Accordingly, they are ordered to appear before the assigned district judge to show cause why they 

should not be sanctioned for civil contempt. 

I. Background 

Plaintiff brought this action in the Sacramento County Superior Court against Dara 

Petroleum, Inc. (“Dara”), Sarbjit S. Kang, Narges Eghtesadi, and the U.S. Small Business 

Administration for judicial foreclosure and breach of a written guarantee. The action arises out of 

Dara’s default on a commercial loan made by plaintiff’s predecessor and secured by real property 

located at 3499 El Camino Avenue, Sacramento, California (“the property”). ECF No. 1. The 

case was subsequently removed to this court by the United States.3 Id. at 2. 

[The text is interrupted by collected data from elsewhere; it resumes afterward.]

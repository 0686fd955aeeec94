//! Math utilities and types
//!
//! Provides the 2D vector alias and the axis-aligned rectangle used for
//! world bounds, collider bounds and overlap regions.

use serde::{Deserialize, Serialize};

pub use nalgebra::Vector2;

/// 2D vector type
pub type Vec2 = Vector2<f32>;

/// Axis-aligned rectangle described by its minimum and maximum corners
///
/// The y axis grows downwards (screen space), so `min.y` is the top edge.
#[derive(Debug, Clone, Copy, PartialEq, Serialize, Deserialize)]
pub struct Rect {
    /// Minimum (top-left) corner
    pub min: Vec2,
    /// Maximum (bottom-right) corner
    pub max: Vec2,
}

impl Rect {
    /// Create a new rectangle from min and max corners
    pub fn new(min: Vec2, max: Vec2) -> Self {
        Self { min, max }
    }

    /// Create a rectangle from its top-left corner and size
    pub fn from_origin_size(x: f32, y: f32, width: f32, height: f32) -> Self {
        Self {
            min: Vec2::new(x, y),
            max: Vec2::new(x + width, y + height),
        }
    }

    /// Create a rectangle centered at a point with given half extents
    pub fn from_center_extents(center: Vec2, half_extents: Vec2) -> Self {
        Self {
            min: center - half_extents,
            max: center + half_extents,
        }
    }

    /// Get the center of the rectangle
    pub fn center(&self) -> Vec2 {
        (self.min + self.max) * 0.5
    }

    /// Get the extents (half-size) of the rectangle
    pub fn extents(&self) -> Vec2 {
        (self.max - self.min) * 0.5
    }

    /// Width of the rectangle (negative when inverted)
    pub fn width(&self) -> f32 {
        self.max.x - self.min.x
    }

    /// Height of the rectangle (negative when inverted)
    pub fn height(&self) -> f32 {
        self.max.y - self.min.y
    }

    /// Area of the rectangle, zero for degenerate rectangles
    pub fn area(&self) -> f32 {
        if self.is_degenerate() {
            0.0
        } else {
            self.width() * self.height()
        }
    }

    /// A rectangle with zero, negative or NaN width or height
    pub fn is_degenerate(&self) -> bool {
        !(self.width() > 0.0 && self.height() > 0.0)
    }

    /// Check if this rectangle contains a point (edges inclusive)
    pub fn contains_point(&self, point: Vec2) -> bool {
        point.x >= self.min.x && point.x <= self.max.x &&
        point.y >= self.min.y && point.y <= self.max.y
    }

    /// Check if another rectangle lies entirely inside this one (edges inclusive)
    pub fn contains_rect(&self, other: &Rect) -> bool {
        other.min.x >= self.min.x && other.max.x <= self.max.x &&
        other.min.y >= self.min.y && other.max.y <= self.max.y
    }

    /// Check if this rectangle overlaps another with positive area
    pub fn intersects(&self, other: &Rect) -> bool {
        self.intersection(other).is_some()
    }

    /// Overlapping region of two rectangles
    ///
    /// Touching edges and degenerate inputs produce `None`.
    pub fn intersection(&self, other: &Rect) -> Option<Rect> {
        if self.is_degenerate() || other.is_degenerate() {
            return None;
        }

        let overlap = Rect {
            min: Vec2::new(self.min.x.max(other.min.x), self.min.y.max(other.min.y)),
            max: Vec2::new(self.max.x.min(other.max.x), self.max.y.min(other.max.y)),
        };

        (!overlap.is_degenerate()).then_some(overlap)
    }
}

/// Math utility functions
pub mod utils {
    /// Wrap an angle in degrees into `[0, 360)`
    pub fn wrap_degrees(angle: f32) -> f32 {
        let wrapped = angle.rem_euclid(360.0);
        // rem_euclid rounds tiny negative inputs up to exactly 360
        if wrapped >= 360.0 { 0.0 } else { wrapped }
    }

    /// Convert degrees to radians
    pub fn deg_to_rad(degrees: f32) -> f32 {
        degrees.to_radians()
    }
}

#[cfg(test)]
mod tests {
    use super::*;
    use approx::assert_relative_eq;

    #[test]
    fn test_rect_intersection() {
        let a = Rect::from_origin_size(0.0, 0.0, 10.0, 10.0);
        let b = Rect::from_origin_size(5.0, 2.0, 10.0, 4.0);

        let overlap = a.intersection(&b).expect("rectangles overlap");
        assert_relative_eq!(overlap.width(), 5.0);
        assert_relative_eq!(overlap.height(), 4.0);
        assert_eq!(overlap.min, Vec2::new(5.0, 2.0));
    }

    #[test]
    fn test_touching_rects_do_not_intersect() {
        let a = Rect::from_origin_size(0.0, 0.0, 10.0, 10.0);
        let b = Rect::from_origin_size(10.0, 0.0, 10.0, 10.0);
        assert!(a.intersection(&b).is_none());
    }

    #[test]
    fn test_degenerate_rect_never_intersects() {
        let a = Rect::from_origin_size(0.0, 0.0, 10.0, 10.0);
        let flat = Rect::from_origin_size(2.0, 2.0, 0.0, 5.0);
        let inverted = Rect::from_origin_size(2.0, 2.0, -4.0, 5.0);

        assert!(flat.is_degenerate());
        assert!(inverted.is_degenerate());
        assert!(!a.intersects(&flat));
        assert!(!a.intersects(&inverted));
        assert_eq!(inverted.area(), 0.0);
    }

    #[test]
    fn test_contains() {
        let bounds = Rect::from_origin_size(0.0, 0.0, 100.0, 50.0);
        assert!(bounds.contains_point(Vec2::new(100.0, 50.0)));
        assert!(!bounds.contains_point(Vec2::new(100.1, 25.0)));
        assert!(bounds.contains_rect(&Rect::from_origin_size(10.0, 10.0, 5.0, 5.0)));
        assert!(!bounds.contains_rect(&Rect::from_origin_size(95.0, 10.0, 10.0, 5.0)));
    }

    #[test]
    fn test_wrap_degrees() {
        assert_relative_eq!(utils::wrap_degrees(370.0), 10.0);
        assert_relative_eq!(utils::wrap_degrees(-90.0), 270.0);
        assert_eq!(utils::wrap_degrees(360.0), 0.0);
        assert!(utils::wrap_degrees(-1e-9) < 360.0);
    }
}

In January 2011, the parties reached a settlement of the case. ECF Nos. 80, 81. As part of 

that settlement, Dara agreed that it would deliver to plaintiff proof that all real property taxes for 

the subject property that were due and payable to the County of Sacramento had been paid as of 

November 30, 2011. See ECF No. 92 at 3. The agreement further provided that plaintiff would 

hold an executed stipulation for judgment for filing with the court in the event that Dara defaulted 

under the terms of the settlement agreement. Id. Notwithstanding that agreement, Dara failed to 

pay all property taxes, and plaintiff subsequently filed the stipulation for judgment. ECF No. 82.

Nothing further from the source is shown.